> [What needs to be done] Every line in the data below that has the word "loop" should be returned.

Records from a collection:
---*---
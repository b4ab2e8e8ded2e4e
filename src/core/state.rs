//! # Queue state machine.
//!
//! ```text
//! Created ──► Running ──► Stopping ──► Stopped
//!    │                       ▲
//!    └───────────────────────┘
//! ```
//!
//! - `Created`: accepting submissions, consumer loop not yet confirmed alive.
//! - `Running`: normal operation.
//! - `Stopping`: intake closed; draining in-flight and already accepted items.
//! - `Stopped`: terminal.
//!
//! Any transition outside the table above is rejected.

use std::fmt;

/// Lifecycle state of a [`SerialQueue`](crate::SerialQueue).
#[derive(Clone, Copy, Debug, PartialEq, Eq, Hash)]
pub enum QueueState {
    /// Accepting submissions; consumer loop not yet confirmed alive.
    Created,
    /// Normal operation.
    Running,
    /// No new submissions; draining accepted work.
    Stopping,
    /// Terminal.
    Stopped,
}

impl QueueState {
    /// Returns `true` if `self → next` is an allowed transition.
    pub fn can_transition_to(self, next: QueueState) -> bool {
        use QueueState::*;
        matches!(
            (self, next),
            (Created, Running) | (Created, Stopping) | (Running, Stopping) | (Stopping, Stopped)
        )
    }

    /// Returns `true` while submissions are accepted (`Created` or `Running`).
    #[inline]
    pub fn is_accepting(self) -> bool {
        matches!(self, QueueState::Created | QueueState::Running)
    }

    /// Returns `true` for the terminal state.
    #[inline]
    pub fn is_terminal(self) -> bool {
        matches!(self, QueueState::Stopped)
    }

    /// Returns a short stable label (snake_case) for use in logs/metrics.
    pub fn as_label(&self) -> &'static str {
        match self {
            QueueState::Created => "created",
            QueueState::Running => "running",
            QueueState::Stopping => "stopping",
            QueueState::Stopped => "stopped",
        }
    }
}

impl fmt::Display for QueueState {
    fn fmt(&self, f: &mut fmt::Formatter<'_>) -> fmt::Result {
        f.write_str(self.as_label())
    }
}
---*---
> [Task solution]
//! - `Created`: accepting submissions, consumer loop not yet confirmed alive.
    /// Accepting submissions; consumer loop not yet confirmed alive.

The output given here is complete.